Есть ещё три обстоятельства, о которых я просто не имею права не сказать. Это невероятная, какая-то чемпионски-спор-тивная погоня-жажда посетить как можно больше стран! На пользу ли это? Не уверен. Подлинные открытия принесли Париж и Италия в ранний период творчества. О других странах ТАК не скажешь. Я, естественно, как убеждённый гуманитар медицинскими познаниями не отягощён, но, готовя в течение ряда лет радиопрограммы из цикла «Память сердца», не раз убеждался в том, что многие литературные, прежде всего поэтические судьбы, значительно раньше, чем можно было бы предположить, оборвались после таких вовсе не обязательных, но очень утомительных туров. Творческий результат минимален, а иногда даже анекдотичен. Уж как я люблю Сергея Орлова и Андрея Макаёнка, но читать об их странствиях по Пекину в поисках туалета могу только как сатирик!

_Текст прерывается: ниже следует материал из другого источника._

use std::sync::Arc;

use serac_core::{
    BlockIndexer, ChainTag, Id32, NetworkParams, TxIndexer, UtxoKind, UtxoStore,
};

use crate::archive::TimestampArchive;
use crate::model::*;

use super::memstore::MemUtxoStore;
use super::{
    list_utxos, lookup, platform_balances, SortBy, SortOrder, UtxoEngine, UtxoQuery,
};

fn id(byte: u8) -> Id32 {
    Id32([byte; 32])
}

fn params() -> NetworkParams {
    NetworkParams {
        network_id: 1,
        name: "mainnet".into(),
        p_chain_id: Id32::default(),
        x_chain_id: id(0xEE),
        c_chain_id: id(0xCC),
        avax_asset_id: id(0xAA),
        hrp: "avax".into(),
    }
}

fn engine() -> UtxoEngine<MemUtxoStore> {
    UtxoEngine::new(MemUtxoStore::new(), params())
}

fn transfer_out(amount: u64, address: &str) -> TransferableOutput {
    TransferableOutput {
        asset_id: id(0xAA),
        fx_id: None,
        output: Output::Transfer(TransferOutput {
            amount,
            locktime: 0,
            threshold: 1,
            addresses: vec![address.to_string()],
        }),
    }
}

fn run_p(engine: &UtxoEngine<MemUtxoStore>, blocks: &[PBlock]) {
    BlockIndexer::<PBlock>::process_batch(engine, blocks).unwrap();
}

fn run_x(engine: &UtxoEngine<MemUtxoStore>, blocks: &[XBlock]) {
    BlockIndexer::<XBlock>::process_batch(engine, blocks).unwrap();
}

fn run_c(engine: &UtxoEngine<MemUtxoStore>, blocks: &[CBlock]) {
    BlockIndexer::<CBlock>::process_batch(engine, blocks).unwrap();
}

fn query_for(address: &str) -> UtxoQuery {
    UtxoQuery {
        addresses: vec![address.to_string()],
        ..Default::default()
    }
}

#[test]
fn simple_platform_transfer() {
    let engine = engine();

    let block = PBlock {
        height: 10,
        timestamp: 1500,
        block_id: id(0x10),
        txs: vec![PTransaction::Base {
            base: PBaseFields {
                tx_id: id(0x01),
                outs: vec![transfer_out(1_000_000, "P-avax1aaa")],
                ins: vec![],
                memo: vec![],
            },
        }],
        reward_utxos: vec![],
    };

    run_p(&engine, &[block]);

    let page = list_utxos(engine.store(), ChainTag::Platform, &query_for("P-avax1aaa"), 2000).unwrap();
    assert_eq!(page.items.len(), 1);
    assert!(page.next_page_token.is_none());

    let listed = &page.items[0];
    assert_eq!(listed.utxo.tx_id, Some(id(0x01)));
    assert_eq!(listed.utxo.block_number, Some(10));
    assert_eq!(listed.utxo.block_timestamp, Some(1500));
    assert_eq!(listed.utxo.amount.as_deref(), Some("1000000"));
    assert_eq!(listed.utxo.kind, Some(UtxoKind::Transfer));
    assert_eq!(listed.utxo.created_on_chain, Some(Id32::default()));
    assert_eq!(listed.utxo.consumed_on_chain, Some(Id32::default()));

    let wm = BlockIndexer::<PBlock>::watermark(&engine).unwrap();
    assert_eq!(wm, Some(10));
}

fn stake_block() -> PBlock {
    PBlock {
        height: 100,
        timestamp: 10_000,
        block_id: id(0x64),
        txs: vec![PTransaction::Stake {
            base: PBaseFields {
                tx_id: id(0x02),
                outs: vec![],
                ins: vec![],
                memo: vec![],
            },
            kind: StakeKind::Validator,
            node_id: "NodeID-7Xhw2mDxuDS44j42TCB6U5579esbSt3Lg".into(),
            stake_outs: vec![transfer_out(5_000_000_000_000, "P-avax1stake")],
            start_time: 10_000,
            end_time: 10_500,
            reward_owner: Owners {
                addresses: vec!["P-avax1stake".into()],
                threshold: 1,
                locktime: 0,
            },
            subnet_id: None,
        }],
        reward_utxos: vec![],
    }
}

fn reward_block() -> PBlock {
    PBlock {
        height: 200,
        timestamp: 10_500,
        block_id: id(0xC8),
        txs: vec![PTransaction::RewardValidator {
            tx_id: id(0x03),
            staking_tx_id: id(0x02),
        }],
        reward_utxos: vec![PackedUtxo {
            staking_tx_id: id(0x02),
            tx_id: id(0x03),
            output_index: 0,
            out: transfer_out(250_000_000, "P-avax1stake"),
        }],
    }
}

#[test]
fn stake_is_listed_while_active_and_hidden_after_end() {
    let engine = engine();
    run_p(&engine, &[stake_block(), reward_block()]);

    // active stake: listed despite includeSpent=false
    let active = list_utxos(engine.store(), ChainTag::Platform, &query_for("P-avax1stake"), 10_400)
        .unwrap();
    let stake = active
        .items
        .iter()
        .find(|u| u.utxo.staked == Some(true))
        .expect("stake utxo listed while active");
    assert!(stake.spend.is_none());
    assert_eq!(stake.utxo.stake_start, Some(10_000));
    assert_eq!(stake.utxo.stake_end, Some(10_500));

    // ended stake: gone from the unspent listing, reward remains
    let ended = list_utxos(engine.store(), ChainTag::Platform, &query_for("P-avax1stake"), 10_600)
        .unwrap();
    assert!(ended.items.iter().all(|u| u.utxo.staked != Some(true)));
    assert!(ended
        .items
        .iter()
        .any(|u| u.utxo.is_reward == Some(true) && u.utxo.amount.as_deref() == Some("250000000")));
}

#[test]
fn stake_and_reward_balances() {
    let engine = engine();
    run_p(&engine, &[stake_block(), reward_block()]);

    let params = params();

    let mid = platform_balances(engine.store(), &params, &["P-avax1stake".into()], 10_400, true)
        .unwrap();
    let staked: Vec<_> = mid.locked_staked.0.values().cloned().collect();
    assert_eq!(staked, vec![5_000_000_000_000u64.into()]);
    assert!(mid.unlocked_unstaked.is_empty());

    let after = platform_balances(engine.store(), &params, &["P-avax1stake".into()], 10_600, true)
        .unwrap();
    let liquid = after.unlocked_unstaked.0.get(&id(0xAA)).cloned().unwrap();
    assert_eq!(liquid, (5_000_000_000_000u64 + 250_000_000).into());
    assert!(after.locked_staked.is_empty());
}

fn c_export_block() -> CBlock {
    CBlock {
        height: 48_746_327,
        hash: "0xc0".into(),
        parent_hash: "0xbf".into(),
        timestamp: 1_765_267_096,
        size: 500,
        tx_count: 1,
        extra_data_hash: "0xed".into(),
        atomic_txs: vec![CAtomicTx::Export {
            tx_id: id(0x40),
            unsigned_bytes: vec![9, 9, 9],
            destination_chain: Id32::default(),
            inputs: vec![EvmInput {
                address: "0xabcdef".into(),
                amount: 7_000_000,
                asset_id: id(0xAA),
                nonce: 1,
            }],
            exported_outs: vec![transfer_out(7_000_000, "P-avax1xfer")],
            credentials: vec![],
        }],
    }
}

fn p_import_block() -> PBlock {
    PBlock {
        height: 250_286,
        timestamp: 1_765_267_108,
        block_id: id(0x51),
        txs: vec![PTransaction::Import {
            base: PBaseFields {
                tx_id: id(0x41),
                outs: vec![transfer_out(6_990_000, "P-avax1xfer")],
                ins: vec![],
                memo: vec![],
            },
            source_chain: id(0xCC),
            imported_ins: vec![TransferableInput {
                tx_id: id(0x40),
                output_index: 0,
                asset_id: id(0xAA),
                amount: 7_000_000,
            }],
        }],
        reward_utxos: vec![],
    }
}

#[test]
fn atomic_transfer_is_order_independent() {
    let exported_id = Id32::for_output(&id(0x40), 0);

    let forward = engine();
    run_c(&forward, &[c_export_block()]);
    run_p(&forward, &[p_import_block()]);

    let reverse = engine();
    run_p(&reverse, &[p_import_block()]);
    run_c(&reverse, &[c_export_block()]);

    for eng in [&forward, &reverse] {
        for chain in [ChainTag::Platform, ChainTag::Contract] {
            let (utxo, spend) = lookup(eng.store(), chain, &exported_id).unwrap().unwrap();

            // creation truth comes from the C-chain block on both partitions
            assert_eq!(utxo.block_number, Some(48_746_327), "chain {chain}");
            assert_eq!(utxo.block_timestamp, Some(1_765_267_096));
            assert_eq!(utxo.created_on_chain, Some(id(0xCC)));
            assert_eq!(utxo.consumed_on_chain, Some(Id32::default()));
            assert!(utxo.has_creation_data());

            // consumption truth comes from the P-chain block
            let spend = spend.expect("spend info present");
            assert_eq!(spend.consuming_block_number, 250_286);
            assert_eq!(spend.consuming_time, 1_765_267_108);
            assert_eq!(spend.consumed_on_chain, Id32::default());
        }
    }

    let f = lookup(forward.store(), ChainTag::Platform, &exported_id).unwrap();
    let r = lookup(reverse.store(), ChainTag::Platform, &exported_id).unwrap();
    assert_eq!(f.map(|(u, _)| u), r.map(|(u, _)| u));
}

#[test]
fn import_alone_leaves_fallback_coords() {
    let engine = engine();
    run_p(&engine, &[p_import_block()]);

    let exported_id = Id32::for_output(&id(0x40), 0);
    let (utxo, spend) = lookup(engine.store(), ChainTag::Platform, &exported_id)
        .unwrap()
        .unwrap();

    assert_eq!(utxo.block_number, Some(250_286));
    assert!(!utxo.has_creation_data());
    assert!(spend.is_some());
}

#[test]
fn reingesting_a_block_is_idempotent() {
    let engine = engine();
    run_p(&engine, &[stake_block()]);

    let stake_id = Id32::for_output(&id(0x02), 0);
    let first = lookup(engine.store(), ChainTag::Platform, &stake_id).unwrap();

    run_p(&engine, &[stake_block()]);
    let second = lookup(engine.store(), ChainTag::Platform, &stake_id).unwrap();

    assert_eq!(first.map(|(u, _)| u), second.map(|(u, _)| u));
}

#[test]
fn create_asset_output_offsets() {
    let engine = engine();

    let minted = |amount| {
        Output::Transfer(TransferOutput {
            amount,
            locktime: 0,
            threshold: 1,
            addresses: vec!["X-avax1mint".into()],
        })
    };

    let block = XBlock {
        height: 7,
        timestamp: 900,
        block_id: id(0x70),
        txs: vec![XTransaction::CreateAsset {
            base: XBaseFields {
                tx_id: id(0x05),
                outs: vec![
                    transfer_out(11, "X-avax1base"),
                    transfer_out(22, "X-avax1base"),
                ],
                ins: vec![],
                memo: vec![],
            },
            name: "Example Token".into(),
            symbol: "EXT".into(),
            denomination: 9,
            states: vec![InitialState {
                fx_id: None,
                outs: vec![minted(33), minted(44)],
            }],
        }],
    };

    run_x(&engine, &[block]);

    // base outs at 0 and 1, state outs continue at 2 and 3
    for (index, amount, asset) in [
        (0u32, "11", id(0xAA)),
        (1, "22", id(0xAA)),
        (2, "33", id(0x05)),
        (3, "44", id(0x05)),
    ] {
        let utxo_id = Id32::for_output(&id(0x05), index);
        let (utxo, _) = lookup(engine.store(), ChainTag::Exchange, &utxo_id)
            .unwrap()
            .unwrap_or_else(|| panic!("missing output {index}"));
        assert_eq!(utxo.amount.as_deref(), Some(amount));
        assert_eq!(utxo.asset_id, Some(asset));
        assert_eq!(utxo.output_index, Some(index));
    }

    let asset = engine.store().get_asset(&id(0x05)).unwrap().unwrap();
    assert_eq!(asset.symbol, "EXT");
    assert_eq!(asset.denomination, 9);
}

Ещё величайший Гёте предостерегал пишущих, рекомендуя им максимальное самоограничение. Если бы не сильная простуда, он бы оставил нам ещё куда большее литературное наследие. Применительно к Евтушенко нельзя не сказать о том, что его переутомил и даже сбил с толку огромный том «Строфы века» издательства «Полифакт» (Минск Москва, 1995, 128 учётно-издательских листов, 12 000 экземпляров). Громадная работа, на износ! А самая большая беда в том, что составитель и инициатор почти всех публикаций непременно решил в одном томе поселить, как в провинциальной гостинице, авторов не только очень разных мерами талантов, но и идеологически чуждых друг другу. Это очень остро проявилось на презентации тома в бывшем Манеже на Книжной выставке. Наоборот, это должен был быть более чем строго отобранный сборник с более взвешенными справками-предисловиями, который составитель писал, прямо скажем, не очень строго, а порою даже игриво.